Description of the task -> From the records beneath, determine how many lines contain "date" and report only that figure.

===== Exercise data =====

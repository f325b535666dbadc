//! JSON-Schema description of a [`Trip`](super::Trip) and a validator that
//! interprets streamed JSON values against it.

use serde_json::{json, Map, Value};

use super::error::GenerationError;
use super::trip::{EntityId, PartialActivity, PartialDayPlan, PartialSection, PartialTrip};

/// The trip schema handed to generative models.
pub struct TripSchema;

impl TripSchema {
    /// Schema name used in `response_format`.
    pub const NAME: &'static str = "trip";

    /// JSON-Schema for a complete trip, including field guides for the model.
    pub fn json_schema() -> Value {
        json!({
            "type": "object",
            "properties": {
                "destination": { "type": "string" },
                "start_label": {
                    "type": "string",
                    "description": "Start date of the trip, as a readable string like 'Oct 13 2025'"
                },
                "end_label": {
                    "type": "string",
                    "description": "End date of the trip, as a readable string like 'Oct 15 2025'"
                },
                "traveler_name": { "type": "string" },
                "notes": { "type": "string" },
                "days": {
                    "type": "array",
                    "minItems": 1,
                    "items": {
                        "type": "object",
                        "properties": {
                            "day_label": {
                                "type": "string",
                                "description": "Readable label for this day, such as 'Day 1' or 'Arrival Day'"
                            },
                            "summary": {
                                "type": "string",
                                "description": "Short summary of the day's theme."
                            },
                            "sections": {
                                "type": "array",
                                "description": "Sections like Morning, Afternoon, Evening.",
                                "items": {
                                    "type": "object",
                                    "properties": {
                                        "title": { "type": "string" },
                                        "description": { "type": "string" },
                                        "activities": {
                                            "type": "array",
                                            "items": {
                                                "type": "object",
                                                "properties": {
                                                    "name": {
                                                        "type": "string",
                                                        "description": "Name of the activity or venue."
                                                    },
                                                    "time_label": {
                                                        "type": "string",
                                                        "description": "Optional time as a readable string like '8 AM' or 'Evening'."
                                                    },
                                                    "location_name": {
                                                        "type": "string",
                                                        "description": "Name of the location, e.g. 'Marriott at VT'."
                                                    },
                                                    "notes": { "type": "string" }
                                                },
                                                "required": ["name"],
                                                "additionalProperties": false
                                            }
                                        }
                                    },
                                    "required": ["title", "activities"],
                                    "additionalProperties": false
                                }
                            }
                        },
                        "required": ["day_label", "sections"],
                        "additionalProperties": false
                    }
                }
            },
            "required": ["destination", "start_label", "end_label", "days"],
            "additionalProperties": false
        })
    }

    /// Interpret a (possibly incomplete) JSON value as a partial trip.
    ///
    /// Missing keys and `null` are treated as "not yet generated". Unknown keys
    /// are ignored.
    ///
    /// # Errors
    ///
    /// [`GenerationError::SchemaViolation`] if a present value has the wrong
    /// JSON type.
    pub fn interpret(value: &Value) -> Result<PartialTrip, GenerationError> {
        let trip = as_object(value, "trip")?;

        let days = array_field(trip, "days", "trip")?
            .iter()
            .enumerate()
            .map(|(d, day)| interpret_day(d, day))
            .collect::<Result<Vec<_>, _>>()?;

        Ok(PartialTrip {
            destination: string_field(trip, "destination", "trip")?,
            start_label: string_field(trip, "start_label", "trip")?,
            end_label: string_field(trip, "end_label", "trip")?,
            traveler_name: string_field(trip, "traveler_name", "trip")?,
            notes: string_field(trip, "notes", "trip")?,
            days,
        })
    }
}

fn interpret_day(d: usize, value: &Value) -> Result<PartialDayPlan, GenerationError> {
    let id = EntityId::day(d);
    let day = as_object(value, id.as_str())?;

    let sections = array_field(day, "sections", id.as_str())?
        .iter()
        .enumerate()
        .map(|(s, section)| interpret_section(d, s, section))
        .collect::<Result<Vec<_>, _>>()?;

    Ok(PartialDayPlan {
        day_label: string_field(day, "day_label", id.as_str())?,
        summary: string_field(day, "summary", id.as_str())?,
        sections,
        id,
    })
}

fn interpret_section(d: usize, s: usize, value: &Value) -> Result<PartialSection, GenerationError> {
    let id = EntityId::section(d, s);
    let section = as_object(value, id.as_str())?;

    let activities = array_field(section, "activities", id.as_str())?
        .iter()
        .enumerate()
        .map(|(a, activity)| interpret_activity(d, s, a, activity))
        .collect::<Result<Vec<_>, _>>()?;

    Ok(PartialSection {
        title: string_field(section, "title", id.as_str())?,
        description: string_field(section, "description", id.as_str())?,
        activities,
        id,
    })
}

fn interpret_activity(
    d: usize,
    s: usize,
    a: usize,
    value: &Value,
) -> Result<PartialActivity, GenerationError> {
    let id = EntityId::activity(d, s, a);
    let activity = as_object(value, id.as_str())?;

    Ok(PartialActivity {
        name: string_field(activity, "name", id.as_str())?,
        time_label: string_field(activity, "time_label", id.as_str())?,
        location_name: string_field(activity, "location_name", id.as_str())?,
        notes: string_field(activity, "notes", id.as_str())?,
        id,
    })
}

fn as_object<'a>(value: &'a Value, at: &str) -> Result<&'a Map<String, Value>, GenerationError> {
    value
        .as_object()
        .ok_or_else(|| GenerationError::SchemaViolation(format!("{} is not an object", at)))
}

fn string_field(
    object: &Map<String, Value>,
    key: &str,
    at: &str,
) -> Result<Option<String>, GenerationError> {
    match object.get(key) {
        None | Some(Value::Null) => Ok(None),
        Some(Value::String(s)) => Ok(Some(s.clone())),
        Some(other) => Err(GenerationError::SchemaViolation(format!(
            "{}.{} should be a string, got {}",
            at, key, other
        ))),
    }
}

fn array_field<'a>(
    object: &'a Map<String, Value>,
    key: &str,
    at: &str,
) -> Result<&'a [Value], GenerationError> {
    match object.get(key) {
        None | Some(Value::Null) => Ok(&[]),
        Some(Value::Array(items)) => Ok(items),
        Some(other) => Err(GenerationError::SchemaViolation(format!(
            "{}.{} should be an array, got {}",
            at, key, other
        ))),
    }
}

#[cfg(test)]
mod tests {
    use super::*;

    #[test]
    fn test_schema_requires_core_fields() {
        let schema = TripSchema::json_schema();
        let required: Vec<&str> = schema["required"]
            .as_array()
            .unwrap()
            .iter()
            .filter_map(Value::as_str)
            .collect();
        assert_eq!(required, vec!["destination", "start_label", "end_label", "days"]);
        assert!(schema["properties"]["days"]["items"]["properties"]["sections"]["description"]
            .as_str()
            .unwrap()
            .contains("Morning"));
    }

    #[test]
    fn test_interpret_partial_document() {
        let value = json!({
            "destination": "Blacksburg",
            "days": [{ "day_label": "Day 1", "sections": [{ "title": "Morn" }] }]
        });
        let partial = TripSchema::interpret(&value).unwrap();

        assert_eq!(partial.destination.as_deref(), Some("Blacksburg"));
        assert!(partial.start_label.is_none());
        assert_eq!(partial.days.len(), 1);
        assert_eq!(partial.days[0].sections[0].id, EntityId::section(0, 0));
        assert_eq!(partial.days[0].sections[0].title.as_deref(), Some("Morn"));
        assert!(partial.days[0].sections[0].activities.is_empty());
    }

    #[test]
    fn test_null_is_absent() {
        let partial = TripSchema::interpret(&json!({ "notes": null, "days": null })).unwrap();
        assert!(partial.is_empty());
    }

    #[test]
    fn test_wrong_type_is_violation() {
        let result = TripSchema::interpret(&json!({ "destination": 42 }));
        assert!(matches!(result, Err(GenerationError::SchemaViolation(_))));

        let result = TripSchema::interpret(&json!({ "days": [{ "sections": "morning" }] }));
        assert!(
            matches!(result, Err(GenerationError::SchemaViolation(ref msg)) if msg.contains("d0.sections"))
        );
    }

    #[test]
    fn test_non_object_root_is_violation() {
        let result = TripSchema::interpret(&json!(["Day 1"]));
        assert!(matches!(result, Err(GenerationError::SchemaViolation(_))));
    }
}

=====

Solved problem -> 2